§ **Problem**
List each line of the data that holds the word "cloned".

─── Data

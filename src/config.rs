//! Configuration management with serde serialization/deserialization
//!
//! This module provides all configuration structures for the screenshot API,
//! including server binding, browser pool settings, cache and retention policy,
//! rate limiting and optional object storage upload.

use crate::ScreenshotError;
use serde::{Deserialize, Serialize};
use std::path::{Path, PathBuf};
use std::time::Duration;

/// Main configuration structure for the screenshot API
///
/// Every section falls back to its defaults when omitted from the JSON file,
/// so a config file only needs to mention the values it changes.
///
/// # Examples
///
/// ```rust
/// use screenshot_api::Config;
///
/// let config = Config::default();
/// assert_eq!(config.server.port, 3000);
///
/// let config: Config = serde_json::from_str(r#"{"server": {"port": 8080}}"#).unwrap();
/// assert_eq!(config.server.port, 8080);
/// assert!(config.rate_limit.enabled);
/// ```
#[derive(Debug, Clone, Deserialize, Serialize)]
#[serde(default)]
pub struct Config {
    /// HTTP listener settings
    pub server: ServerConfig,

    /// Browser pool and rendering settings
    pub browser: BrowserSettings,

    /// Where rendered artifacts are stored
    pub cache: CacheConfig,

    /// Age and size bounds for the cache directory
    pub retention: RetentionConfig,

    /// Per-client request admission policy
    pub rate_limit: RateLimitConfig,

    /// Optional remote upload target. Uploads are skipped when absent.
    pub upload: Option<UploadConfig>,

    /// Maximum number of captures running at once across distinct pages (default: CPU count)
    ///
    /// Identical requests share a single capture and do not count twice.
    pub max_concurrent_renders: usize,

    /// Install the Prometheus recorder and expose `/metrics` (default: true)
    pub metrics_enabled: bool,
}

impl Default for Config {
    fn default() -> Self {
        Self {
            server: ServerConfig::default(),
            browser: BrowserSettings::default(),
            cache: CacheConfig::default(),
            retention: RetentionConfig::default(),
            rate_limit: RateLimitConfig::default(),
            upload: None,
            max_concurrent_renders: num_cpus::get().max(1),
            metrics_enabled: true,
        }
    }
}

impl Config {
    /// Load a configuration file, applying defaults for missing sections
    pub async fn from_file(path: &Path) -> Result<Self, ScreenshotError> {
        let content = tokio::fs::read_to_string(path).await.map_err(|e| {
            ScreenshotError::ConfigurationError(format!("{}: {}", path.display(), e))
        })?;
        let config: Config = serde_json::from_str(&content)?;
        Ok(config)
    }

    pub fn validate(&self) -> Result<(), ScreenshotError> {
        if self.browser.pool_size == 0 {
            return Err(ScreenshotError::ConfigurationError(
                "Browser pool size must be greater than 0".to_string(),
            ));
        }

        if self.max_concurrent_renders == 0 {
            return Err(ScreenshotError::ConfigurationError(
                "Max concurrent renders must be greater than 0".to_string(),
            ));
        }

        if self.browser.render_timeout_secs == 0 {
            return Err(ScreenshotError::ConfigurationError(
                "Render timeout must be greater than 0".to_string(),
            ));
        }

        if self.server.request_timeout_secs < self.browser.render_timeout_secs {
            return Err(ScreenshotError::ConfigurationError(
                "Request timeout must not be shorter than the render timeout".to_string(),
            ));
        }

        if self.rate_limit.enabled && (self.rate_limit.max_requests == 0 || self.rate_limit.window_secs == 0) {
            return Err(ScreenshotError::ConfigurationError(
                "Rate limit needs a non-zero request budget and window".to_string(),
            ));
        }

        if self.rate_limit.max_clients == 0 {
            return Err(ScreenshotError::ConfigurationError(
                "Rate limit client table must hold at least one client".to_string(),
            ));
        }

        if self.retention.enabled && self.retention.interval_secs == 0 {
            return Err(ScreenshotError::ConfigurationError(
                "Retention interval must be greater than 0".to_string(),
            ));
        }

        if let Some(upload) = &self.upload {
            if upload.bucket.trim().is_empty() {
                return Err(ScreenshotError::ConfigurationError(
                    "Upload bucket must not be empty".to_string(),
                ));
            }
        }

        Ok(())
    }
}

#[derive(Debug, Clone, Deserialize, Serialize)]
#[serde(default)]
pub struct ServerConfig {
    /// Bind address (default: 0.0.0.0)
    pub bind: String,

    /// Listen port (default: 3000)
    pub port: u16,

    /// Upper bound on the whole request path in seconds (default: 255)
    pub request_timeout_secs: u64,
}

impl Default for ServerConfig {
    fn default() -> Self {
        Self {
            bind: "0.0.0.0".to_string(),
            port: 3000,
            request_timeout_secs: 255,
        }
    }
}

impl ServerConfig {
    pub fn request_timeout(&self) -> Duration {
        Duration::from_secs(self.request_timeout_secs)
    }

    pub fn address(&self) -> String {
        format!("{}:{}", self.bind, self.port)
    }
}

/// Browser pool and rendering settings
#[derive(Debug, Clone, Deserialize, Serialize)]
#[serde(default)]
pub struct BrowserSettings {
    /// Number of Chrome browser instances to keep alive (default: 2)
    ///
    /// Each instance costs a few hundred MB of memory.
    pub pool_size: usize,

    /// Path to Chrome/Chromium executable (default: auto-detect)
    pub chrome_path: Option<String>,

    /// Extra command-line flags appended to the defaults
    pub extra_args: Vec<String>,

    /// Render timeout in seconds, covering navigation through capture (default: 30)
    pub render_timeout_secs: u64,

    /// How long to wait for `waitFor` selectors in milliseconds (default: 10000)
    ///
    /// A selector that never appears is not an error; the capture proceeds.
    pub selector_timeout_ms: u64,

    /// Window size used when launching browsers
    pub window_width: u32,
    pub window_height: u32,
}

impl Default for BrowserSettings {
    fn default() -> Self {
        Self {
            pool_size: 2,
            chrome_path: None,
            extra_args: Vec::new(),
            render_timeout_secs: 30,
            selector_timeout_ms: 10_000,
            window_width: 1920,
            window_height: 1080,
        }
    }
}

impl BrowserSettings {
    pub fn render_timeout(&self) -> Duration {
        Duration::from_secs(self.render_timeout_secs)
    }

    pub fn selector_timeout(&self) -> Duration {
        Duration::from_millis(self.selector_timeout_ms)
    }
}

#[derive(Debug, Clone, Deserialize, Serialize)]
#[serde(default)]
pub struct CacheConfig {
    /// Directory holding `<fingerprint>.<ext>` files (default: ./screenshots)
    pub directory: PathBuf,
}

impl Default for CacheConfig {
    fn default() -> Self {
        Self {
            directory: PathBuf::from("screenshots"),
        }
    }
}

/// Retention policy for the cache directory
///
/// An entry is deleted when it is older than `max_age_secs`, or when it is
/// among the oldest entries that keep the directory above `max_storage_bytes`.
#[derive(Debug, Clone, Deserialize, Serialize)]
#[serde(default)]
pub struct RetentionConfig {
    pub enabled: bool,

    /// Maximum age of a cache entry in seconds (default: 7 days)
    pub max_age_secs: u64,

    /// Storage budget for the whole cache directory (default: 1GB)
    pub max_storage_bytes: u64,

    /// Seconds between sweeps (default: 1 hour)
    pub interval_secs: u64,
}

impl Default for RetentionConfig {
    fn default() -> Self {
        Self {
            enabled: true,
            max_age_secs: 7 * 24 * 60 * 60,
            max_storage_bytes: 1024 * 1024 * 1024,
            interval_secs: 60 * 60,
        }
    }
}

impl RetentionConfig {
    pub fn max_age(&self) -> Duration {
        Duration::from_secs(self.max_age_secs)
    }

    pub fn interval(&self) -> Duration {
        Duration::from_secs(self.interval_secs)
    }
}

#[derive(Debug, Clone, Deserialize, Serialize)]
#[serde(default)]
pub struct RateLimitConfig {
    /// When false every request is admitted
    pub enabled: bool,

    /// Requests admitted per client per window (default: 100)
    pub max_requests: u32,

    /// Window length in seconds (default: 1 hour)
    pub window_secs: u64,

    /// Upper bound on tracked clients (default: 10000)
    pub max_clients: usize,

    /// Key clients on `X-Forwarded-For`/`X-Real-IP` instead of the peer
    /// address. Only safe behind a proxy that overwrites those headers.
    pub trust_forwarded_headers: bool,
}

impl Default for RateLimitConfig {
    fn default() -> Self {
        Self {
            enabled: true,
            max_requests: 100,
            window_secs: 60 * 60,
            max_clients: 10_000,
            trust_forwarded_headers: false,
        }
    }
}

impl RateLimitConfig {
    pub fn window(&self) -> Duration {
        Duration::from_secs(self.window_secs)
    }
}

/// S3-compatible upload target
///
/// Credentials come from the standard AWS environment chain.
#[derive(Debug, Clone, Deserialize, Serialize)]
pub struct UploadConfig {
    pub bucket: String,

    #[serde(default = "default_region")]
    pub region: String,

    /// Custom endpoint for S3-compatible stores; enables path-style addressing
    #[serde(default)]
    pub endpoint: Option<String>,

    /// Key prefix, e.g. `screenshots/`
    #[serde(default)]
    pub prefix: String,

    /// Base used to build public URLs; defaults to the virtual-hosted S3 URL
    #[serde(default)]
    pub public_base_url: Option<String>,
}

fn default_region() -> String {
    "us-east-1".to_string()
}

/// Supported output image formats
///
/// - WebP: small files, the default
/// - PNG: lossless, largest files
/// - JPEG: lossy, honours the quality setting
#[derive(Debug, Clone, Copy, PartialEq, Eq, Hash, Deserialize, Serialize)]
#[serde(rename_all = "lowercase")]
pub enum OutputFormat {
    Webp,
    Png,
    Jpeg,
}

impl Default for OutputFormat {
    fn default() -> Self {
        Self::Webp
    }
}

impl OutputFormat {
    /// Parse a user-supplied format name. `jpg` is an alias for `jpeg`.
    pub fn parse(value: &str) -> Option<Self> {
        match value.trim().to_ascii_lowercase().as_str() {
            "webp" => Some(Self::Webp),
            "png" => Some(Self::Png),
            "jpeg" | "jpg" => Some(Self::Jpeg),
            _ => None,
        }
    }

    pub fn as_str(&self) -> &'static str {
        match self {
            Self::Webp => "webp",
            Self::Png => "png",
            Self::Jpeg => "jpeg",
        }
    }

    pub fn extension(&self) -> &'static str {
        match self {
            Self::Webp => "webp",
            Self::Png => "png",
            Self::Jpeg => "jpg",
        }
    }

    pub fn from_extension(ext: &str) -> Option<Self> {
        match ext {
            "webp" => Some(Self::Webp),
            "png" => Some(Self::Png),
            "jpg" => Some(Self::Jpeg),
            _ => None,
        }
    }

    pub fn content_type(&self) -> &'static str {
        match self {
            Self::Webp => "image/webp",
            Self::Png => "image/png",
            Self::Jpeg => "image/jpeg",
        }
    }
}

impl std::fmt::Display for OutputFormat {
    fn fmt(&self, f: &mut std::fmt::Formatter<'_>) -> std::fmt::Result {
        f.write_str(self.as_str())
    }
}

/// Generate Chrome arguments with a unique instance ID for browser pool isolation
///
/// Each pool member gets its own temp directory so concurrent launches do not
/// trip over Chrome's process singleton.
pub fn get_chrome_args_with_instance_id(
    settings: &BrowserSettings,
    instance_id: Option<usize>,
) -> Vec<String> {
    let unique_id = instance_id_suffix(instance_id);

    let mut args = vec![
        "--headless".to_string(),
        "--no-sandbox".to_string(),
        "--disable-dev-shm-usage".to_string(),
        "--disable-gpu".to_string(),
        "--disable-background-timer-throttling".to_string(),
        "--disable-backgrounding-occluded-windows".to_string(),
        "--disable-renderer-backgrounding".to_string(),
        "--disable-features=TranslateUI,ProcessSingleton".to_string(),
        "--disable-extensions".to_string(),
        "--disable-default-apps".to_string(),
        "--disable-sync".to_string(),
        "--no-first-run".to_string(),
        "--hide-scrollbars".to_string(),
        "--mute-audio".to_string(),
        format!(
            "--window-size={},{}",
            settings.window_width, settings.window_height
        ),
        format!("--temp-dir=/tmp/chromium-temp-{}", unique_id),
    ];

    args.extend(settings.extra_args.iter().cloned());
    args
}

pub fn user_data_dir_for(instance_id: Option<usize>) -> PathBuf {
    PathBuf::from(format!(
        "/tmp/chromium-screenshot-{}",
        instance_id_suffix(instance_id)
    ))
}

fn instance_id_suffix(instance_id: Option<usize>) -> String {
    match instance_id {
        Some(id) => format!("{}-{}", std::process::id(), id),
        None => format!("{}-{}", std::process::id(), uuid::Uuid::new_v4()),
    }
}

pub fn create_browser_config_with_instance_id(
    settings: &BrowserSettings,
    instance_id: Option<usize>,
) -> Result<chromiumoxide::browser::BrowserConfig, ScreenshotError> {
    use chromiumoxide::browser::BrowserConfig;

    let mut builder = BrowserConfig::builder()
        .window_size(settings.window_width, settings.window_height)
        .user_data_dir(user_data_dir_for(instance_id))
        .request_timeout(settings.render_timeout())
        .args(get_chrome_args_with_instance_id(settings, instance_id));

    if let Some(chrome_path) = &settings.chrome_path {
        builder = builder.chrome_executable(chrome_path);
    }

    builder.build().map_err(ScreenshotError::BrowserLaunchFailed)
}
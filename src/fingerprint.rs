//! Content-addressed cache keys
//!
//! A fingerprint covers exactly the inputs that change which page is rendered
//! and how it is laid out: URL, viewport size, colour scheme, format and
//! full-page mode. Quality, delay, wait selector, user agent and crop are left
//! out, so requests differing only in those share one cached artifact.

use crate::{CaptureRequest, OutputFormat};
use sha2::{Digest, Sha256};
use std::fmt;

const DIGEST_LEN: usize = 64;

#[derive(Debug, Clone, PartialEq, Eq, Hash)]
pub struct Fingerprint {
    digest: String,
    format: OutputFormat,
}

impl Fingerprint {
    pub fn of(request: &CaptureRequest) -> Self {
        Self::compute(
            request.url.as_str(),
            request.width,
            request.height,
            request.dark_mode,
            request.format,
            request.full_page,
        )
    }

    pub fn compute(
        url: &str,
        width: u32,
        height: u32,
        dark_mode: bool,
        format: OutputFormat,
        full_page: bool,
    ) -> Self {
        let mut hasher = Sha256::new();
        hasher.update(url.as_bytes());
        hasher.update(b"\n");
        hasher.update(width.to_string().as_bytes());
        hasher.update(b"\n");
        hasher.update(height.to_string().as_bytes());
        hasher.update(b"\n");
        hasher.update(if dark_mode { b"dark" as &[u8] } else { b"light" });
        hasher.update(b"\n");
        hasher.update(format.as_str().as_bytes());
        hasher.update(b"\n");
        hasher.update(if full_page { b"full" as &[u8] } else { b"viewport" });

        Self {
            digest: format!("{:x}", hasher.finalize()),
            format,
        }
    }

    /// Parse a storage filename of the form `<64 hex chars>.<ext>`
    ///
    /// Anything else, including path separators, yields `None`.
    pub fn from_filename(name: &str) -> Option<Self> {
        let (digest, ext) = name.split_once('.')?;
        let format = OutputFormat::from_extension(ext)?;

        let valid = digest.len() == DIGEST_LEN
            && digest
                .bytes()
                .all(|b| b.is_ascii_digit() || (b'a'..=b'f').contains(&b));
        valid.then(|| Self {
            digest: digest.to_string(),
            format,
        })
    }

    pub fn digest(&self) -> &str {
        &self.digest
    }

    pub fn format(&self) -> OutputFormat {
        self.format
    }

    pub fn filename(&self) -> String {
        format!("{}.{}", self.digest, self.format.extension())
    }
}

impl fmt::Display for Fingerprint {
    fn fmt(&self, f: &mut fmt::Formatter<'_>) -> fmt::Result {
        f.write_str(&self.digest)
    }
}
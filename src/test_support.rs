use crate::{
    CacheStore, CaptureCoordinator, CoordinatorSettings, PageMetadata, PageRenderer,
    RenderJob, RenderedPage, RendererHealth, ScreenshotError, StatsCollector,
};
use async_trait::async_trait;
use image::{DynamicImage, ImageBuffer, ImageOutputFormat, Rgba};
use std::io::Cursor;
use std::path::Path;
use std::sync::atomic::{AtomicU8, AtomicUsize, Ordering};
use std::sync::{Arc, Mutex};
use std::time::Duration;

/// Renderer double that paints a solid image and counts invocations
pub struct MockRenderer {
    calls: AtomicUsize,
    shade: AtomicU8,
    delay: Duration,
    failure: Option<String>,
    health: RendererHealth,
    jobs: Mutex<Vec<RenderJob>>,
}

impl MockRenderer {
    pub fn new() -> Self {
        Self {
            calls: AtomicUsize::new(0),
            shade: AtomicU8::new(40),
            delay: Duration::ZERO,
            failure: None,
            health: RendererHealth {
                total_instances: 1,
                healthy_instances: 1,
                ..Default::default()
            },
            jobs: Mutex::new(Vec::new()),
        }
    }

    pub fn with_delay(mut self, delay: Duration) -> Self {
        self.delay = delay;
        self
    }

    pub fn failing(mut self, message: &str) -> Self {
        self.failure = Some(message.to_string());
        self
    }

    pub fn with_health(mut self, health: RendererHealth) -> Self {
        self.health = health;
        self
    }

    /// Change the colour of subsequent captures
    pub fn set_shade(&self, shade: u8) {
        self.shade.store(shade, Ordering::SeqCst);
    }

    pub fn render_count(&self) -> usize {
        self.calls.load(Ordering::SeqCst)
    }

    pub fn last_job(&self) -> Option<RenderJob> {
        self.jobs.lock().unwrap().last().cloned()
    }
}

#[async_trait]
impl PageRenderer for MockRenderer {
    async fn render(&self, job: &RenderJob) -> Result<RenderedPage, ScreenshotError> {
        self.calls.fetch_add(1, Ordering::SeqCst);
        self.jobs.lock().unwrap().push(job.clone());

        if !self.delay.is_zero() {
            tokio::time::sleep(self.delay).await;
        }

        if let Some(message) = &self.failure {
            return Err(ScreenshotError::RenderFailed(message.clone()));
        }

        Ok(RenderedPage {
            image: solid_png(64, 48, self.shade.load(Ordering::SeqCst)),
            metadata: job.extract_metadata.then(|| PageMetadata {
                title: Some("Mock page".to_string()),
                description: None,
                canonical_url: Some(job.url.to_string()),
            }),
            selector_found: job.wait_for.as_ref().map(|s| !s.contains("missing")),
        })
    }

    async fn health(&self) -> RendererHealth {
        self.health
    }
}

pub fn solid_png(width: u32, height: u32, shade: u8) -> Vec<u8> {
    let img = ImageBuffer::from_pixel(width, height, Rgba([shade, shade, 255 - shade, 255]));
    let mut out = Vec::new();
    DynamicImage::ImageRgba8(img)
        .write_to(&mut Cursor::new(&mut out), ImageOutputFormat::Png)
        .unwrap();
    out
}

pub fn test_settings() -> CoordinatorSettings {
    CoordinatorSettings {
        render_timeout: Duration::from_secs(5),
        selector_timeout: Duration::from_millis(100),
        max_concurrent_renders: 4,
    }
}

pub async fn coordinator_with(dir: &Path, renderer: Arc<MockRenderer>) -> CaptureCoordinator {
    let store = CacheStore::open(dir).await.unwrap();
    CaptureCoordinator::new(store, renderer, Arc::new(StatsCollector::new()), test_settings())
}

──────

§ **Task output**
    args.extend(settings.extra_args.iter().cloned());
        self.jobs.lock().unwrap().last().cloned()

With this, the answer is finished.